Remember that being unaware of the law or ignoring it can result in an unpleasant experience at the border.
What does the law say?
Like many other countries, Albania has a law on how much cash or you can cross the border without facing penalties.
The law says that all citizens entering or leaving Albania are obliged to declare anything over the value of Euro 10,000 whether in cash or other valuables.
Further on, you must know that this means any form of cash or valuable items that equals €10,000. It’s your responsibility to understand this and to calculate exchange rates before attempting to cross the border. Excuses are not accepted.
For example, €10,000 are usually more than $10,000. Attempting to cross the border with €10,000 would not exceed the cash limit in Albania, but it would exceed the cash limit if you’re traveling to the US.

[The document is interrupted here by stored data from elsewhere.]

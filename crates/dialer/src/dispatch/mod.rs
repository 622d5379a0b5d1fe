//! Command dispatch
//!
//! Turns dispatch jobs into external command invocations. Jobs are queued
//! without blocking the caller and executed on a bounded pool of workers;
//! outcomes come back on a report channel that is only consumed for logging.

pub mod command;
pub mod pool;
pub mod report;

use serde::{Deserialize, Serialize};
use thiserror::Error;

pub use command::{CommandError, CommandOutput, CommandTemplate};
pub use pool::CommandDispatcher;
pub use report::{log_reports, JobReport};

/// One "notify this number with this message" unit of work.
#[derive(Debug, Clone, PartialEq, Eq, Serialize, Deserialize)]
pub struct DispatchJob {
    pub phone_number: String,
    pub message: String,
    pub alert_name: String,
}

impl DispatchJob {
    pub fn new(
        phone_number: impl Into<String>,
        message: impl Into<String>,
        alert_name: impl Into<String>,
    ) -> Self {
        Self {
            phone_number: phone_number.into(),
            message: message.into(),
            alert_name: alert_name.into(),
        }
    }

    pub fn field(&self, field: ArgField) -> &str {
        match field {
            ArgField::PhoneNumbers => &self.phone_number,
            ArgField::Message => &self.message,
        }
    }
}

/// Per-job values that can be appended to the base command.
#[derive(Debug, Clone, Copy, PartialEq, Eq)]
pub enum ArgField {
    PhoneNumbers,
    Message,
}

impl ArgField {
    pub fn from_name(name: &str) -> Option<Self> {
        match name {
            "phoneNumbers" => Some(ArgField::PhoneNumbers),
            "message" => Some(ArgField::Message),
            _ => None,
        }
    }
}

#[derive(Debug, Error)]
pub enum DispatchError {
    #[error("dispatch queue is full, dropping job for {phone_number}")]
    QueueFull { phone_number: String },
    #[error("dispatcher has shut down, dropping job for {phone_number}")]
    Closed { phone_number: String },
}

/// Hands jobs off for execution. Implementations must return immediately.
#[cfg_attr(test, mockall::automock)]
pub trait Dispatch: Send + Sync {
    fn dispatch(&self, job: DispatchJob) -> Result<(), DispatchError>;
}
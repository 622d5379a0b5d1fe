use serde::{Deserialize, Serialize};
use std::path::{Path, PathBuf};
use std::str::FromStr;

use crate::dispatch::ArgField;
use crate::{Error, Result};

#[derive(Debug, Clone, Copy, Serialize, Deserialize, PartialEq, Eq)]
pub enum BlacklistMatch {
    /// Trimmed value must equal a blacklist entry exactly.
    #[serde(rename = "exact")]
    Exact,
    /// Only ASCII digits of both sides are compared, so `+1 (555) 010` matches `1555010`.
    #[serde(rename = "digits")]
    Digits,
}

impl Default for BlacklistMatch {
    fn default() -> Self {
        BlacklistMatch::Exact
    }
}

impl FromStr for BlacklistMatch {
    type Err = Error;

    fn from_str(s: &str) -> Result<Self> {
        match s.trim().to_lowercase().as_str() {
            "exact" => Ok(BlacklistMatch::Exact),
            "digits" => Ok(BlacklistMatch::Digits),
            other => Err(Error::Config(format!(
                "BLACKLIST_MATCH must be 'exact' or 'digits', got '{}'",
                other
            ))),
        }
    }
}

#[derive(Debug, Clone, Serialize, Deserialize)]
pub struct Config {
    pub server: ServerConfig,
    pub logging: LoggingConfig,
    pub command: CommandConfig,
    #[serde(default)]
    pub blacklist: BlacklistConfig,
}

#[derive(Debug, Clone, Serialize, Deserialize)]
pub struct ServerConfig {
    pub host: String,
    pub port: u16,
}

impl ServerConfig {
    pub fn addr(&self) -> String {
        format!("{}:{}", self.host, self.port)
    }
}

#[derive(Debug, Clone, Serialize, Deserialize)]
pub struct LoggingConfig {
    pub webhook_log: PathBuf,
    pub access_log: PathBuf,
    pub log_json_body: bool,
}

#[derive(Debug, Clone, Serialize, Deserialize)]
pub struct CommandConfig {
    /// Program followed by its fixed leading arguments.
    pub base: Vec<String>,
    /// Names of the per-job values appended after `base`, in order.
    pub args_order: Vec<String>,
    pub workers: usize,
    pub queue_capacity: usize,
}

#[derive(Debug, Clone, Default, Serialize, Deserialize)]
pub struct BlacklistConfig {
    pub numbers: Vec<String>,
    #[serde(default)]
    pub matching: BlacklistMatch,
}

impl Config {
    /// Loads `.env` if present, then reads the process environment.
    pub fn load() -> Result<Self> {
        let _ = dotenvy::dotenv();
        Self::from_lookup(|key| std::env::var(key).ok())
    }

    /// Like [`Config::load`] but with an explicit dotenv file, which must exist.
    pub fn load_from(env_file: &Path) -> Result<Self> {
        dotenvy::from_path(env_file).map_err(|e| {
            Error::Config(format!("failed to read {}: {}", env_file.display(), e))
        })?;
        Self::from_lookup(|key| std::env::var(key).ok())
    }

    pub fn from_lookup<F>(lookup: F) -> Result<Self>
    where
        F: Fn(&str) -> Option<String>,
    {
        let defaults = Config::default();

        let config = Config {
            server: ServerConfig {
                host: lookup("WEBHOOK_HOST").unwrap_or(defaults.server.host),
                port: parse_var(&lookup, "WEBHOOK_PORT")?.unwrap_or(defaults.server.port),
            },
            logging: LoggingConfig {
                webhook_log: lookup("WEBHOOK_LOG_FILE")
                    .map(PathBuf::from)
                    .unwrap_or(defaults.logging.webhook_log),
                access_log: lookup("ACCESS_LOG_FILE")
                    .map(PathBuf::from)
                    .unwrap_or(defaults.logging.access_log),
                log_json_body: match lookup("LOG_JSON_BODY") {
                    Some(raw) => parse_bool("LOG_JSON_BODY", &raw)?,
                    None => defaults.logging.log_json_body,
                },
            },
            command: CommandConfig {
                base: match lookup("SYSTEM_COMMAND") {
                    Some(raw) => parse_command(&raw)?,
                    None => defaults.command.base,
                },
                args_order: lookup("SYSTEM_COMMAND_ARGS_ORDER")
                    .map(|raw| parse_list(&raw))
                    .unwrap_or(defaults.command.args_order),
                workers: parse_var(&lookup, "COMMAND_WORKERS")?
                    .unwrap_or(defaults.command.workers),
                queue_capacity: parse_var(&lookup, "COMMAND_QUEUE_CAPACITY")?
                    .unwrap_or(defaults.command.queue_capacity),
            },
            blacklist: BlacklistConfig {
                numbers: lookup("PHONE_BLACKLIST")
                    .map(|raw| parse_list(&raw))
                    .unwrap_or_default(),
                matching: match lookup("BLACKLIST_MATCH") {
                    Some(raw) => raw.parse()?,
                    None => BlacklistMatch::default(),
                },
            },
        };

        config.validate()?;
        Ok(config)
    }

    pub fn validate(&self) -> Result<()> {
        if self.command.base.is_empty() {
            return Err(Error::Config(
                "SYSTEM_COMMAND must name at least a program".to_string(),
            ));
        }
        if self.command.workers == 0 {
            return Err(Error::Config(
                "COMMAND_WORKERS must be at least 1".to_string(),
            ));
        }
        if self.command.queue_capacity == 0 {
            return Err(Error::Config(
                "COMMAND_QUEUE_CAPACITY must be at least 1".to_string(),
            ));
        }
        Ok(())
    }

    /// Argument names that will be skipped on every dispatch.
    pub fn unknown_argument_names(&self) -> Vec<&str> {
        self.command
            .args_order
            .iter()
            .map(String::as_str)
            .filter(|name| ArgField::from_name(name).is_none())
            .collect()
    }
}

impl Default for Config {
    fn default() -> Self {
        Self {
            server: ServerConfig {
                host: "0.0.0.0".to_string(),
                port: 5001,
            },
            logging: LoggingConfig {
                webhook_log: PathBuf::from("webhook.log"),
                access_log: PathBuf::from("access.log"),
                log_json_body: true,
            },
            command: CommandConfig {
                base: vec!["echo".to_string()],
                args_order: vec!["phoneNumbers".to_string(), "message".to_string()],
                workers: 10,
                queue_capacity: 1024,
            },
            blacklist: BlacklistConfig::default(),
        }
    }
}

fn parse_var<F, T>(lookup: &F, key: &str) -> Result<Option<T>>
where
    F: Fn(&str) -> Option<String>,
    T: FromStr,
    T::Err: std::fmt::Display,
{
    match lookup(key) {
        Some(raw) => raw
            .trim()
            .parse::<T>()
            .map(Some)
            .map_err(|e| Error::Config(format!("{} has invalid value '{}': {}", key, raw, e))),
        None => Ok(None),
    }
}

fn parse_bool(key: &str, raw: &str) -> Result<bool> {
    match raw.trim().to_lowercase().as_str() {
        "1" | "true" | "yes" | "on" => Ok(true),
        "0" | "false" | "no" | "off" => Ok(false),
        _ => Err(Error::Config(format!(
            "{} must be a boolean, got '{}'",
            key, raw
        ))),
    }
}

/// Comma-separated values, trimmed, empties dropped.
fn parse_list(raw: &str) -> Vec<String> {
    raw.split(',')
        .map(str::trim)
        .filter(|part| !part.is_empty())
        .map(str::to_string)
        .collect()
}

/// A JSON array of strings, or whitespace-separated tokens.
fn parse_command(raw: &str) -> Result<Vec<String>> {
    let trimmed = raw.trim();
    if trimmed.starts_with('[') {
        serde_json::from_str::<Vec<String>>(trimmed).map_err(|e| {
            Error::Config(format!("SYSTEM_COMMAND is not a JSON string array: {}", e))
        })
    } else {
        Ok(trimmed.split_whitespace().map(str::to_string).collect())
    }
}
use std::time::Duration;

use tokio::sync::mpsc;
use tracing::{error, info, warn};

use super::command::{CommandError, CommandOutput};
use super::DispatchJob;
use crate::metrics;

/// Outcome of one executed job.
#[derive(Debug)]
pub struct JobReport {
    pub job: DispatchJob,
    pub argv: Vec<String>,
    pub outcome: Result<CommandOutput, CommandError>,
    pub elapsed: Duration,
}

impl JobReport {
    /// Label used for the commands counter.
    pub fn outcome_label(&self) -> &'static str {
        match &self.outcome {
            Ok(output) if output.success() => "success",
            Ok(_) => "nonzero_exit",
            Err(CommandError::NotFound { .. }) => "not_found",
            Err(_) => "error",
        }
    }

    pub fn log(&self) {
        let job = &self.job;
        match &self.outcome {
            Ok(output) => {
                let exit_code = output
                    .exit_code
                    .map(|code| code.to_string())
                    .unwrap_or_else(|| "none (terminated by signal)".to_string());
                info!(
                    alert = %job.alert_name,
                    phone_number = %job.phone_number,
                    elapsed_ms = self.elapsed.as_millis() as u64,
                    "Command for alert '{}' (Number: {}) finished with exit code: {}",
                    job.alert_name,
                    job.phone_number,
                    exit_code
                );
                if !output.stdout.is_empty() {
                    info!("Command stdout:\n{}", output.stdout.trim());
                }
                if !output.stderr.is_empty() {
                    warn!("Command stderr:\n{}", output.stderr.trim());
                }
            }
            Err(err @ CommandError::NotFound { .. }) => {
                error!(
                    alert = %job.alert_name,
                    "Error running command for alert '{}': {}",
                    job.alert_name,
                    err
                );
            }
            Err(err) => {
                error!(
                    alert = %job.alert_name,
                    phone_number = %job.phone_number,
                    "Error executing command for alert '{}' (Number: {}): {}",
                    job.alert_name,
                    job.phone_number,
                    err
                );
            }
        }
    }
}

/// Drains the report channel, logging each outcome, until every sender is gone.
pub async fn log_reports(mut reports: mpsc::UnboundedReceiver<JobReport>) {
    while let Some(report) = reports.recv().await {
        metrics::COMMANDS_TOTAL
            .with_label_values(&[report.outcome_label()])
            .inc();
        report.log();
    }
}
pub mod alerts;
pub mod config;
pub mod dispatch;
pub mod logging;
pub mod metrics;
pub mod server;

use thiserror::Error;

#[derive(Debug, Error)]
pub enum Error {
    #[error("Configuration error: {0}")]
    Config(String),
    #[error("IO error: {0}")]
    Io(#[from] std::io::Error),
    #[error("JSON error: {0}")]
    SerdeJson(#[from] serde_json::Error),
    #[error("Internal error: {0}")]
    Internal(String),
}

pub type Result<T> = std::result::Result<T, Error>;
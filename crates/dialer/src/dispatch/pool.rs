use std::sync::Arc;
use std::time::Instant;

use tokio::sync::mpsc::{self, error::TrySendError};
use tokio::sync::Semaphore;
use tracing::{debug, info};

use super::command::{self, CommandTemplate};
use super::report::JobReport;
use super::{Dispatch, DispatchError, DispatchJob};
use crate::config::CommandConfig;

/// Bounded worker pool running one external command per job.
///
/// `dispatch` only enqueues; a background loop pulls jobs in submission order
/// and starts each on its own task once one of `workers` permits is free.
#[derive(Clone)]
pub struct CommandDispatcher {
    sender: mpsc::Sender<DispatchJob>,
}

impl CommandDispatcher {
    /// Spawns the worker loop on the current runtime. Every finished job is
    /// reported on the returned receiver.
    pub fn start(
        template: CommandTemplate,
        workers: usize,
        queue_capacity: usize,
    ) -> (Self, mpsc::UnboundedReceiver<JobReport>) {
        let (sender, jobs) = mpsc::channel(queue_capacity.max(1));
        let (reports, report_rx) = mpsc::unbounded_channel();

        tokio::spawn(run_workers(
            Arc::new(template),
            Arc::new(Semaphore::new(workers.max(1))),
            jobs,
            reports,
        ));

        (Self { sender }, report_rx)
    }

    pub fn from_config(config: &CommandConfig) -> (Self, mpsc::UnboundedReceiver<JobReport>) {
        Self::start(
            CommandTemplate::from_config(config),
            config.workers,
            config.queue_capacity,
        )
    }
}

impl Dispatch for CommandDispatcher {
    fn dispatch(&self, job: DispatchJob) -> Result<(), DispatchError> {
        self.sender.try_send(job).map_err(|err| match err {
            TrySendError::Full(job) => DispatchError::QueueFull {
                phone_number: job.phone_number,
            },
            TrySendError::Closed(job) => DispatchError::Closed {
                phone_number: job.phone_number,
            },
        })
    }
}

async fn run_workers(
    template: Arc<CommandTemplate>,
    semaphore: Arc<Semaphore>,
    mut jobs: mpsc::Receiver<DispatchJob>,
    reports: mpsc::UnboundedSender<JobReport>,
) {
    while let Some(job) = jobs.recv().await {
        let Ok(permit) = semaphore.clone().acquire_owned().await else {
            break;
        };

        let template = template.clone();
        let reports = reports.clone();
        tokio::spawn(async move {
            let report = execute(&template, job).await;
            drop(permit);
            // Nobody listening just means outcomes go unlogged.
            let _ = reports.send(report);
        });
    }
    debug!("dispatch queue closed, worker loop exiting");
}

async fn execute(template: &CommandTemplate, job: DispatchJob) -> JobReport {
    let argv = template.argv(&job);
    info!(
        alert = %job.alert_name,
        phone_number = %job.phone_number,
        "Running command for alert '{}' (Number: {}): {:?}",
        job.alert_name,
        job.phone_number,
        argv
    );

    let started = Instant::now();
    let outcome = command::run(&argv).await;

    JobReport {
        job,
        argv,
        outcome,
        elapsed: started.elapsed(),
    }
}
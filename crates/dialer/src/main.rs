use std::path::PathBuf;
use std::sync::Arc;

use anyhow::Context;
use clap::Parser;
use tracing::{info, warn};

use alert_dialer::{
    config::Config,
    dispatch::{log_reports, CommandDispatcher},
    logging,
    server::Server,
};

#[derive(Parser, Debug)]
#[command(author, version, about, long_about = None)]
struct Args {
    /// Read settings from this dotenv file instead of `./.env`
    #[arg(long, value_name = "PATH")]
    env_file: Option<PathBuf>,

    /// Validate and print the configuration, then exit
    #[arg(long)]
    check_config: bool,
}

#[tokio::main]
async fn main() -> anyhow::Result<()> {
    let args = Args::parse();

    let config = match &args.env_file {
        Some(path) => Config::load_from(path),
        None => Config::load(),
    }
    .context("invalid configuration")?;

    if args.check_config {
        println!("{}", serde_json::to_string_pretty(&config)?);
        println!("Configuration validated.");
        return Ok(());
    }

    logging::init(&config.logging).context("failed to set up logging")?;

    info!(
        target: logging::ACCESS_TARGET,
        "Starting webhook server on {}",
        config.server.addr()
    );
    info!(
        "Server configured to listen on {}, webhook logs in {}",
        config.server.addr(),
        config.logging.webhook_log.display()
    );
    info!("Log full JSON body: {}", config.logging.log_json_body);
    info!(
        "System command configured: {:?} with args order: {:?}",
        config.command.base, config.command.args_order
    );
    info!(
        workers = config.command.workers,
        queue_capacity = config.command.queue_capacity,
        blacklisted = config.blacklist.numbers.len(),
        "Dispatch pool configured"
    );
    for name in config.unknown_argument_names() {
        warn!(
            "Argument '{}' in SYSTEM_COMMAND_ARGS_ORDER is not one of phoneNumbers, message and will be skipped",
            name
        );
    }

    let (dispatcher, reports) = CommandDispatcher::from_config(&config.command);
    tokio::spawn(log_reports(reports));

    let server = Server::new(&config, Arc::new(dispatcher));
    server.start(&config.server.addr()).await?;

    Ok(())
}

How to declare at customs?
Citizens that enter or leave Albania with cash or other valuable items that exceed the amount of €10,000 must notify customs and fill a report. A false or incorrect declaration can result in fines or penalties.
In cases when citizens don’t declare or make a false declaration, along with the fine the case is subject to the provisions of the Criminal Code.
What are the fines if you don’t declare or make a false declaration at customs?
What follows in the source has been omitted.